Notre poste d'observation est toujours situé au fond d'une petite
vallée à quelques kilomètres du camp de base de la compagnie en
limite de zone ONU. Il a bien neigé ces derniers jours et le manteau
neigeux qui commence à s'épaissir suffisamment suscite sérieusement
l'intérêt des skieurs que nous sommes tous. Nous progressons assez
rapidement sur cette piste légèrement descendante. Le poids de nos
sacs chargés à bloc avec de la nourriture et des vêtements, plus
notre armement, se fait cruellement sentir. Nous n'avons pas trop
froid grâce à l'effort qu'il faut fournir pour avancer. Il ne fait
pas beau, le ciel est chargé et il recommence à neiger. Il y a du
vent, très vif sur nos visages en sueur, qui fait tourbillonner
joyeusement cette neige qui tombe et qui a un mal fou à s'accumuler
en une couche suffisamment homogène et épaisse pour nous permettre
de skier confortablement.
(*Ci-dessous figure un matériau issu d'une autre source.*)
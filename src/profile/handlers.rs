use axum::{
    extract::{rejection::JsonRejection, State},
    http::StatusCode,
    routing::get,
    Json, Router,
};
use serde::Deserialize;
use serde_json::Value;
use tracing::{info, instrument, warn};

use super::{
    model::{merge_details, renamed_to, PersonalDetails, PersonalInfo},
    repo,
};
use crate::{
    auth::{repo::User, Identity, MeResponse},
    error::{ApiError, StoreError},
    state::AppState,
};

pub fn routes() -> Router<AppState> {
    Router::new()
        .route("/me", get(me))
        .route("/", get(get_info).post(create_info).put(update_info))
}

#[derive(Debug, Deserialize)]
#[serde(rename_all = "camelCase")]
pub struct PersonalInfoBody {
    #[serde(default)]
    pub personal_info: Option<Value>,
}

async fn load_user(state: &AppState, identity: &Identity) -> Result<User, ApiError> {
    state
        .users
        .find_by_id(identity.user_id)
        .await?
        .ok_or_else(|| {
            warn!(user_id = %identity.user_id, "token subject has no account");
            ApiError::not_found("User not found")
        })
}

#[instrument(skip(state))]
pub async fn me(
    State(state): State<AppState>,
    identity: Identity,
) -> Result<Json<MeResponse>, ApiError> {
    let user = load_user(&state, &identity).await?;
    Ok(Json(MeResponse {
        user,
        role: identity.role,
    }))
}

/// Stored profile, seeded from the account when the user has none yet.
async fn ensure_info(state: &AppState, identity: &Identity) -> Result<PersonalInfo, ApiError> {
    if let Some(info) = repo::find_by_user(&state.db, identity.user_id).await? {
        return Ok(info);
    }
    let user = load_user(state, identity).await?;
    let info =
        repo::find_or_create(&state.db, identity.user_id, &PersonalDetails::default_for(&user))
            .await?;
    info!(user_id = %identity.user_id, "default personal info created");
    Ok(info)
}

#[instrument(skip(state))]
pub async fn get_info(
    State(state): State<AppState>,
    identity: Identity,
) -> Result<Json<PersonalInfo>, ApiError> {
    Ok(Json(ensure_info(&state, &identity).await?))
}

#[instrument(skip(state, body))]
pub async fn create_info(
    State(state): State<AppState>,
    identity: Identity,
    body: Result<Json<PersonalInfoBody>, JsonRejection>,
) -> Result<(StatusCode, Json<PersonalInfo>), ApiError> {
    let Json(body) = body?;
    let raw = body
        .personal_info
        .ok_or_else(|| ApiError::bad_request("Missing required fields"))?;
    let details = PersonalDetails::from_submitted(raw)?;

    let info = repo::create(&state.db, identity.user_id, &details)
        .await
        .map_err(|e| match e {
            StoreError::Duplicate { .. } => {
                ApiError::conflict("Personal info already exists for this user")
            }
            other => other.into(),
        })?;
    Ok((StatusCode::CREATED, Json(info)))
}

/// Merges the submitted fields into the stored profile and mirrors a new
/// fullName onto the account.
#[instrument(skip(state, body))]
pub async fn update_info(
    State(state): State<AppState>,
    identity: Identity,
    body: Result<Json<PersonalInfoBody>, JsonRejection>,
) -> Result<Json<PersonalInfo>, ApiError> {
    let Json(body) = body?;
    let patch = body
        .personal_info
        .filter(Value::is_object)
        .ok_or_else(|| ApiError::bad_request("Missing personal info data"))?;

    ensure_info(&state, &identity).await?;

    // Row lock serializes concurrent merges for one user.
    let mut tx = state.db.begin().await.map_err(StoreError::from)?;
    let current = repo::lock_by_user(&mut *tx, identity.user_id)
        .await?
        .ok_or_else(|| ApiError::not_found("User not found"))?
        .personal_info
        .0;
    let merged = merge_details(&current, &patch)?;
    let info = repo::upsert(&mut *tx, identity.user_id, &merged).await?;
    tx.commit().await.map_err(StoreError::from)?;

    if let Some(name) = renamed_to(&patch) {
        state.users.update_name(identity.user_id, name).await?;
        info!(user_id = %identity.user_id, "account name updated from profile");
    }
    Ok(Json(info))
}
Nous avons juste la visibilité suffisante
pour bien nous situer et ne pas nous perdre. Pas après pas,
enjambées après enjambées, nous glissons avec nos peaux de phoques
sur la neige en direction du fond de vallée. Plus nous avançons et
plus la pente descendante se fait sentir sur la piste. Avec les peaux
sous les skis, cela devient franchement désagréable. alors que nous
pourrions nous laisser glisser tout naturellement sur la neige,
conformément aux lois de la gravité et du ski. J'ai toujours
présent à l'esprit cette belle pente à l'entrée du village juste
avant d'arriver sur notre poste. Elle n'est pas très longue, ni très
raide, mais suffisamment pour faire une dizaine de beaux virages, à
condition bien-sûr de ne pas tomber. Avec nos sacs et nos fusils,
c'est un sacré challenge. La tentation est grande de skier, d'autant
que la neige est plutôt bonne et qu'il semble y en avoir presque
assez pour ne pas risquer de toucher des cailloux sous les skis.
Alors je me décide à désobéir une fois de plus, j'en porte la
responsabilité en tant que chef de groupe. Tant pis si l'on se fait
prendre. Je suis certain que personne ne va se casser une jambe ou se
tordre un genou. Je n'ose pas y penser. L'idée de pouvoir skier
librement me réjouit subitement et m'envahit comme une source de
bonheur intense. Plus rien ne compte alors que la glisse. Ce
sentiment va m'animer toute ma vie. Tout le reste passera après.
Cela devient de la folie furieuse, comme le virus de la grimpe.
Absorbé dans mes pensées, avec mon groupe, je continue à
progresser sur cette piste étroite qui serpente entre les montagnes.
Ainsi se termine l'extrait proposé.